Dans la grande famille des « Premières nations » nord-américaines, le peuple innu est celui dont le territoire traditionnel s’étale au nord du fleuve et du golfe Saint-Laurent. En fait, il correspond à la Côte-Nord québécoise, un coin d’Amérique beau à rêver qualifié pourtant de « Terre de Caïn » par le navigateur breton Jacques Cartier, et au Labrador, vaste contrée devenue québécoise néanmoins cédée par la couronne britannique à Terre-Neuve au début du XXe siècle.

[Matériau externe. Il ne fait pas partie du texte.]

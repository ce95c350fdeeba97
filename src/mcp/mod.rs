//! Model Context Protocol plumbing: the client capability, the streamable
//! HTTP implementation and the per-endpoint pool.

use std::collections::BTreeMap;
use std::sync::Arc;

use async_trait::async_trait;
use serde_json::{Map, Value};

pub mod client;
pub mod pool;
pub mod transport;

/// Cap on tools collected across `tools/list` pages for one endpoint.
pub const MCP_MAX_TOOL_LIST: usize = 100;

/// One advertised remote tool.
#[derive(Debug, Clone, PartialEq)]
pub struct ToolSchema {
    pub name: String,
    pub description: Option<String>,
    pub input_schema: Value,
}

/// Tool name to schema, ordered by name.
pub type ToolMap = BTreeMap<String, ToolSchema>;

#[derive(Debug, Clone, PartialEq, Eq, thiserror::Error)]
pub enum McpError {
    #[error("MCP transport error: {0}")]
    Transport(String),
    #[error("{0}")]
    Rpc(String),
    #[error("MCP protocol error: {0}")]
    Protocol(String),
    #[error("MCP client for {0} is closed")]
    Closed(String),
    #[error("MCP request timed out after {0}s")]
    Timeout(u64),
    #[error("MCP session at {0} is gone")]
    SessionGone(String),
}

/// A live connection to one MCP endpoint.
#[async_trait]
pub trait McpClient: Send + Sync {
    fn endpoint(&self) -> &str;

    fn is_closed(&self) -> bool;

    async fn list_tools(&self) -> Result<ToolMap, McpError>;

    /// Returns the raw `tools/call` result; callers validate the envelope.
    async fn call_tool(&self, name: &str, arguments: Map<String, Value>)
        -> Result<Value, McpError>;

    async fn close(&self) -> Result<(), McpError>;
}

/// Opens clients for endpoint URLs.
#[async_trait]
pub trait McpConnector: Send + Sync {
    async fn connect(&self, url: &str) -> Result<Arc<dyn McpClient>, McpError>;
}
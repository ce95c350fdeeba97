use std::fmt::Write;

use crate::core::config::data::Config;
use crate::core::settings::mask_secret;

fn masked(secret: Option<&str>) -> String {
    match secret {
        Some(secret) => mask_secret(secret),
        None => "(unset)".to_string(),
    }
}

impl Config {
    /// Human-readable dump with secrets masked.
    pub fn render(&self) -> String {
        let mut out = String::new();
        let _ = writeln!(out, "Current configuration:");
        match self.tool_mode {
            Some(mode) => {
                let _ = writeln!(out, "  tool-mode: {mode}");
            }
            None => {
                let _ = writeln!(out, "  tool-mode: (off)");
            }
        }
        let _ = writeln!(out, "  [model]");
        let _ = writeln!(out, "    name: {}", self.model.name);
        let _ = writeln!(out, "    api-base: {}", self.model.api_base);
        let _ = writeln!(out, "    api-key: {}", masked(self.model.api_key.as_deref()));
        let _ = writeln!(out, "  [session]");
        let _ = writeln!(
            out,
            "    bootstrap-url: {}",
            self.session.bootstrap_url.as_deref().unwrap_or("(unset)")
        );
        let _ = writeln!(out, "    api-key: {}", masked(self.session.api_key.as_deref()));
        let _ = writeln!(out, "    default-ttl: {}s", self.session.default_ttl_secs);
        let _ = writeln!(out, "    renewal-retries: {}", self.session.renewal_retries);
        let _ = writeln!(out, "  [timeouts]");
        let _ = writeln!(
            out,
            "    model: {}s, bootstrap: {}s, mcp: {}s, browser: {}s",
            self.timeouts.model, self.timeouts.bootstrap, self.timeouts.mcp, self.timeouts.browser
        );
        let _ = writeln!(out, "  [turn]");
        let _ = writeln!(out, "    max-tool-rounds: {}", self.turn.max_tool_rounds);
        let _ = writeln!(
            out,
            "    browser-tools: {}",
            if self.turn.browser_tools { "on" } else { "off" }
        );
        out
    }

    pub fn print_all(&self) {
        print!("{}", self.render());
    }
}
//! pagepilot is the turn loop of a browser-resident AI agent.
//!
//! The crate is organized around a small set of collaborating layers:
//! - [`core`] owns conversation state, the turn controller, tool dispatch,
//!   tool-router sessions and payload validation.
//! - [`mcp`] provides Model Context Protocol clients over streamable HTTP and
//!   the per-endpoint client pool.
//! - [`api`] defines model payloads and the streaming Gemini client.
//! - [`cli`] is a small host that runs turns from a terminal.
//!
//! Runtime entrypoints live in the binary crate (`src/main.rs`) and route
//! through [`crate::cli::main`].

pub mod api;
pub mod cli;
pub mod core;
pub mod mcp;
pub mod utils;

À ne pas confondre avec les Inuits (Grand-Nord canadien et Groënland), les Innus (alias Montagnais, Papinachois et bien d’autres noms) sont de paisibles Algonkiens qui, depuis le recul des glaces survenu il y a 12 000 ans, se sont considérés comme étant les gardiens de leur territoire (Nitassinan). Mais avec l’arrivée des Européens à partir du XVe siècle et, surtout, du XVIe, leur mode de vie a basculé. Tant et si bien qu’aujourd’hui, ils sont surtout nomades dans l'âme. Par la force des choses, ils se sont sédentarisés dans des communautés appelées aussi « réserves ».
Leur réalité linguistique peut varier d’une communauté à l’autre (il y en a onze) alors que la langue maternelle des enfants sera l’innu-aimun (une langue algonquienne codifiée et documentée), le français ou l’anglais. 65 % de la population innue, plus ou moins 15 000 âmes, a moins de 35 ans.